[[ Material for this exercise, beginning ]]
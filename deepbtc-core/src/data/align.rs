//! Cross-frequency time alignment.
//!
//! Lower-frequency tables are mapped onto the hourly market axis with an
//! as-of join: each hour gets the latest non-missing observation at or before
//! it. Nothing from the future of an hour can reach that hour.

use crate::domain::{Frequency, TimeSeriesTable};
use chrono::{Duration, NaiveDateTime};

/// Inclusive span of the hourly axis a table can speak for.
#[derive(Debug, Clone, Copy, PartialEq, Eq)]
pub struct Coverage {
    pub start: NaiveDateTime,
    pub end: NaiveDateTime,
}

/// A daily table covers `[first day 00:00, last day 23:00]`; an hourly table
/// covers its own first and last timestamps.
pub fn coverage(table: &TimeSeriesTable, frequency: Frequency) -> Option<Coverage> {
    let start = table.first_timestamp()?;
    let last = table.last_timestamp()?;
    let end = last + frequency.period() - Duration::hours(1);
    Some(Coverage { start, end })
}

/// Intersection of several coverages, `None` when they do not overlap.
pub fn overlap(coverages: &[Coverage]) -> Option<Coverage> {
    let start = coverages.iter().map(|c| c.start).max()?;
    let end = coverages.iter().map(|c| c.end).min()?;
    (start <= end).then_some(Coverage { start, end })
}

/// As-of join of every column of `table` onto `axis`. Both must be sorted
/// ascending. Each column carries its own last non-missing value, so a gap in
/// one column does not blank the others.
pub fn align_forward_fill(axis: &[NaiveDateTime], table: &TimeSeriesTable) -> TimeSeriesTable {
    let source_ts = table.timestamps();
    let mut aligned = TimeSeriesTable::new(axis.to_vec());

    for column in table.columns() {
        let mut out = Vec::with_capacity(axis.len());
        let mut j = 0;
        let mut last = f64::NAN;
        for &t in axis {
            while j < source_ts.len() && source_ts[j] <= t {
                let v = column.values[j];
                if !v.is_nan() {
                    last = v;
                }
                j += 1;
            }
            out.push(last);
        }
        aligned.insert_column_unchecked(&column.name, out);
    }
    aligned
}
[[ Material for this exercise, end ]]
> [Aim of the task] Copy out the whole listing exactly; please set it all down.

> [Response to the task]
filename deepbtc-core/src/data/align.rs
//! Cross-frequency time alignment.
//!
//! Lower-frequency tables are mapped onto the hourly market axis with an
//! as-of join: each hour gets the latest non-missing observation at or before
//! it. Nothing from the future of an hour can reach that hour.

use crate::domain::{Frequency, TimeSeriesTable};
use chrono::{Duration, NaiveDateTime};

/// Inclusive span of the hourly axis a table can speak for.
#[derive(Debug, Clone, Copy, PartialEq, Eq)]
pub struct Coverage {
    pub start: NaiveDateTime,
    pub end: NaiveDateTime,
}

/// A daily table covers `[first day 00:00, last day 23:00]`; an hourly table
/// covers its own first and last timestamps.
pub fn coverage(table: &TimeSeriesTable, frequency: Frequency) -> Option<Coverage> {
    let start = table.first_timestamp()?;
    let last = table.last_timestamp()?;
    let end = last + frequency.period() - Duration::hours(1);
    Some(Coverage { start, end })
}

/// Intersection of several coverages, `None` when they do not overlap.
pub fn overlap(coverages: &[Coverage]) -> Option<Coverage> {
    let start = coverages.iter().map(|c| c.start).max()?;
    let end = coverages.iter().map(|c| c.end).min()?;
    (start <= end).then_some(Coverage { start, end })
}

/// As-of join of every column of `table` onto `axis`. Both must be sorted
/// ascending. Each column carries its own last non-missing value, so a gap in
/// one column does not blank the others.
pub fn align_forward_fill(axis: &[NaiveDateTime], table: &TimeSeriesTable) -> TimeSeriesTable {
    let source_ts = table.timestamps();
    let mut aligned = TimeSeriesTable::new(axis.to_vec());

    for column in table.columns() {
        let mut out = Vec::with_capacity(axis.len());
        let mut j = 0;
        let mut last = f64::NAN;
        for &t in axis {
            while j < source_ts.len() && source_ts[j] <= t {
                let v = column.values[j];
                if !v.is_nan() {
                    last = v;
                }
                j += 1;
            }
            out.push(last);
        }
        aligned.insert_column_unchecked(&column.name, out);
    }
    aligned
}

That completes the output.